Pemrosesan sensorik mengacu pada cara otak menerima dan menanggapi pesan dari indera. Gangguan pemrosesan sensorik atau SPD adalah gangguan neurologis yang terjadi ketika otak tidak dapat menerima pesan tersebut atau tidak dapat menafsirkan pesan yang diterimanya.

3 dari 3 halaman

CA mengalami gangguan pemrosesan sensorik

Ilustrasi/copyrightshutterstock/Africa Studio

Gangguan ini pertama kali ditemukan pada tahun 1960-an oleh Dr Jean Ayres yang menggambarkannya sebagai kemacetan lalu lintas otak. Di tahun 2019, Kristin dan sang suami mengenali hipersensitivitas CA terhadap suara dan sentuhan.

Beberapa faktor, seperti kelahiran prematur, paparan obat dalam rahim, keterlambatan perkembangan atau gangguan neurologis tertentu, dan kurangnya stimulasi selama periode perkembangan neurologis membuat CA memang memiliki risiko tinggi terkena SPD. Sampai ketika Kristin dan suaminya mendaftarkan CA ke prasekolah.

Di masa prasekolah itulah, CA dikelilingi oleh sistem pendukung yang tepat dan berkembang pesat di sana. Ia berteman, bermain, dan mulai mencintai buku.

CA memiliki staf prasekolah yang suportif dan tim pendidikan khusus yang luar biasa, walaupun terkadang Kristin dan suaminya masih kewalahan ketika di rumah. 6 bulan berlalu selama pandemi, CA kehilangan sistem pendukungnya.
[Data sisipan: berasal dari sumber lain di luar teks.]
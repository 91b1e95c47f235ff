//! Game entities as the server describes them on the wire.
//!
//! These types are read-only mirrors of what the game engine pushes. The
//! client never computes them; it only decodes, stores and reads them.

use serde::{Deserialize, Serialize};
use std::{fmt, str::FromStr};

/// Chips a player brings to the table when no amount is given.
pub const DEFAULT_CHIPS: i64 = 1000;

#[derive(Clone, Copy, Debug, Deserialize, Eq, Hash, PartialEq, Serialize)]
pub enum Suit {
    Spade,
    Heart,
    Diamond,
    Club,
}

impl Suit {
    /// Numeric suit code used by the server: 0 spades, 1 hearts,
    /// 2 diamonds, 3 clubs.
    pub fn from_code(code: u8) -> Option<Self> {
        match code {
            0 => Some(Self::Spade),
            1 => Some(Self::Heart),
            2 => Some(Self::Diamond),
            3 => Some(Self::Club),
            _ => None,
        }
    }

    /// Resolve a suit from the display name the server attaches to a card.
    ///
    /// The reference server names suits in Chinese; English names, single
    /// letters and suit symbols are accepted too.
    pub fn from_name(name: &str) -> Option<Self> {
        let name = name.trim();
        match name {
            "黑桃" | "♠" => return Some(Self::Spade),
            "红桃" | "♥" => return Some(Self::Heart),
            "方块" | "♦" => return Some(Self::Diamond),
            "梅花" | "♣" => return Some(Self::Club),
            _ => {}
        }
        match name.to_ascii_lowercase().as_str() {
            "s" | "spade" | "spades" => Some(Self::Spade),
            "h" | "heart" | "hearts" => Some(Self::Heart),
            "d" | "diamond" | "diamonds" => Some(Self::Diamond),
            "c" | "club" | "clubs" => Some(Self::Club),
            _ => None,
        }
    }

    pub fn color(self) -> CardColor {
        match self {
            Self::Heart | Self::Diamond => CardColor::Red,
            Self::Spade | Self::Club => CardColor::Black,
        }
    }
}

impl fmt::Display for Suit {
    fn fmt(&self, f: &mut fmt::Formatter) -> fmt::Result {
        let repr = match self {
            Self::Spade => "♠",
            Self::Heart => "♥",
            Self::Diamond => "♦",
            Self::Club => "♣",
        };
        write!(f, "{repr}")
    }
}

/// Presentation color of a card.
#[derive(Clone, Copy, Debug, Eq, PartialEq)]
pub enum CardColor {
    Red,
    Black,
}

/// A card as sent by the server.
///
/// The server sends both numeric codes and pre-rendered names. Only the
/// fields needed for presentation are interpreted; everything else is kept
/// verbatim.
#[derive(Clone, Debug, Default, Deserialize, Eq, PartialEq, Serialize)]
#[serde(rename_all = "camelCase", default)]
pub struct Card {
    pub suit: Option<u8>,
    pub rank: u8,
    pub suit_name: String,
    pub rank_name: String,
    pub display: String,
    pub short_display: String,
}

impl Card {
    /// Red for hearts and diamonds, black otherwise.
    ///
    /// The color follows the suit *name*. The numeric code is consulted only
    /// when the name is not one we recognize.
    pub fn color(&self) -> CardColor {
        Suit::from_name(&self.suit_name)
            .or_else(|| self.suit.and_then(Suit::from_code))
            .map_or(CardColor::Black, Suit::color)
    }

    pub fn is_red(&self) -> bool {
        self.color() == CardColor::Red
    }
}

impl fmt::Display for Card {
    fn fmt(&self, f: &mut fmt::Formatter) -> fmt::Result {
        if !self.display.is_empty() {
            return write!(f, "{}", self.display);
        }
        let value = match self.rank {
            1 | 14 => "A".to_string(),
            11 => "J".to_string(),
            12 => "Q".to_string(),
            13 => "K".to_string(),
            v @ 2..=10 => v.to_string(),
            _ => "?".to_string(),
        };
        match self.suit.and_then(Suit::from_code) {
            Some(suit) => write!(f, "{value}{suit}"),
            None => write!(f, "{value}"),
        }
    }
}

/// Betting phase of the current deal.
#[derive(Clone, Copy, Debug, Default, Deserialize, Eq, Hash, PartialEq, Serialize)]
#[serde(rename_all = "SCREAMING_SNAKE_CASE")]
pub enum Phase {
    #[default]
    Waiting,
    PreFlop,
    Flop,
    Turn,
    River,
    Showdown,
    Finished,
}

impl fmt::Display for Phase {
    fn fmt(&self, f: &mut fmt::Formatter) -> fmt::Result {
        let repr = match self {
            Self::Waiting => "waiting",
            Self::PreFlop => "pre-flop",
            Self::Flop => "flop",
            Self::Turn => "turn",
            Self::River => "river",
            Self::Showdown => "showdown",
            Self::Finished => "finished",
        };
        write!(f, "{repr}")
    }
}

/// The last action a player took, as reported by the server.
#[derive(Clone, Copy, Debug, Deserialize, Eq, Hash, PartialEq, Serialize)]
#[serde(rename_all = "SCREAMING_SNAKE_CASE")]
pub enum LastAction {
    Fold,
    Check,
    Call,
    Raise,
    AllIn,
}

impl fmt::Display for LastAction {
    fn fmt(&self, f: &mut fmt::Formatter) -> fmt::Result {
        let repr = match self {
            Self::Fold => "folded",
            Self::Check => "checked",
            Self::Call => "called",
            Self::Raise => "raised",
            Self::AllIn => "all-in",
        };
        write!(f, "{repr}")
    }
}

/// A seated player.
///
/// `hole_cards` is only populated for the local player (or for everyone at
/// showdown); other players arrive with an empty list.
#[derive(Clone, Debug, Default, Deserialize, Eq, PartialEq, Serialize)]
#[serde(rename_all = "camelCase", default)]
pub struct Player {
    pub id: String,
    pub name: String,
    pub chips: i64,
    pub current_bet: i64,
    pub in_game: bool,
    pub is_ai: bool,
    pub has_folded: bool,
    pub is_all_in: bool,
    pub is_dealer: bool,
    pub is_small_blind: bool,
    pub is_big_blind: bool,
    pub hole_cards: Vec<Card>,
    pub last_action: Option<LastAction>,
}

impl Player {
    /// Short status shown next to a player's name.
    pub fn status_label(&self) -> String {
        if self.has_folded {
            "folded".to_string()
        } else if self.is_all_in {
            "all-in".to_string()
        } else if let Some(action) = self.last_action {
            action.to_string()
        } else {
            "waiting".to_string()
        }
    }

    /// Dealer and blind badges, e.g. `["D", "SB"]`.
    pub fn badges(&self) -> Vec<&'static str> {
        let mut badges = Vec::new();
        if self.is_dealer {
            badges.push("D");
        }
        if self.is_small_blind {
            badges.push("SB");
        }
        if self.is_big_blind {
            badges.push("BB");
        }
        badges
    }
}

/// The authoritative game state pushed by the server.
///
/// A snapshot is never patched. Each `gameState` frame produces a new value
/// that replaces the previous one.
#[derive(Clone, Debug, Default, Deserialize, Eq, PartialEq, Serialize)]
#[serde(rename_all = "camelCase", default)]
pub struct GameSnapshot {
    pub pot: i64,
    #[serde(rename = "currentPhase")]
    pub phase: Phase,
    pub players: Vec<Player>,
    pub community_cards: Vec<Card>,
    pub current_player: Option<Player>,
    #[serde(rename = "currentBetAmount", alias = "currentBet")]
    pub current_bet: i64,
    #[serde(rename = "isAutoGameRunning")]
    pub auto_game_running: Option<bool>,
}

impl GameSnapshot {
    /// Id of the player entitled to act, if any.
    pub fn acting_player_id(&self) -> Option<&str> {
        self.current_player.as_ref().map(|player| player.id.as_str())
    }

    pub fn player(&self, id: &str) -> Option<&Player> {
        self.players.iter().find(|player| player.id == id)
    }
}

/// Player actions accepted by the server during a betting round.
#[derive(Clone, Copy, Debug, Deserialize, Eq, Hash, PartialEq, Serialize)]
#[serde(rename_all = "lowercase")]
pub enum ActionKind {
    Fold,
    Check,
    Call,
    Raise,
    AllIn,
}

impl ActionKind {
    pub fn requires_amount(self) -> bool {
        self == Self::Raise
    }
}

impl fmt::Display for ActionKind {
    fn fmt(&self, f: &mut fmt::Formatter) -> fmt::Result {
        let repr = match self {
            Self::Fold => "fold",
            Self::Check => "check",
            Self::Call => "call",
            Self::Raise => "raise",
            Self::AllIn => "allin",
        };
        write!(f, "{repr}")
    }
}

impl FromStr for ActionKind {
    type Err = String;

    fn from_str(s: &str) -> Result<Self, Self::Err> {
        match s.trim().to_ascii_lowercase().as_str() {
            "fold" => Ok(Self::Fold),
            "check" => Ok(Self::Check),
            "call" => Ok(Self::Call),
            "raise" => Ok(Self::Raise),
            "allin" | "all-in" | "all_in" => Ok(Self::AllIn),
            other => Err(format!("unknown action '{other}'")),
        }
    }
}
Karantina berarti tidak ada yang bisa melarikan diri dari kekacauan, Kristin dan suaminya menjadi sangat lelah dan sedih, putri mereka menjadi frustasi dan marah, sedangkan CA sendiri kehilangan senyumnya. Namun, yang paling membuat Kristin sedih adalah penghakiman publik kepada CA.

Ia hanya ingin semua orang tahu bahwa anaknya tidak nakal atau jahat, ia memiliki gangguan pemrosesan sensorik. Bagaimana menurutmu, Sahabat FIMELA?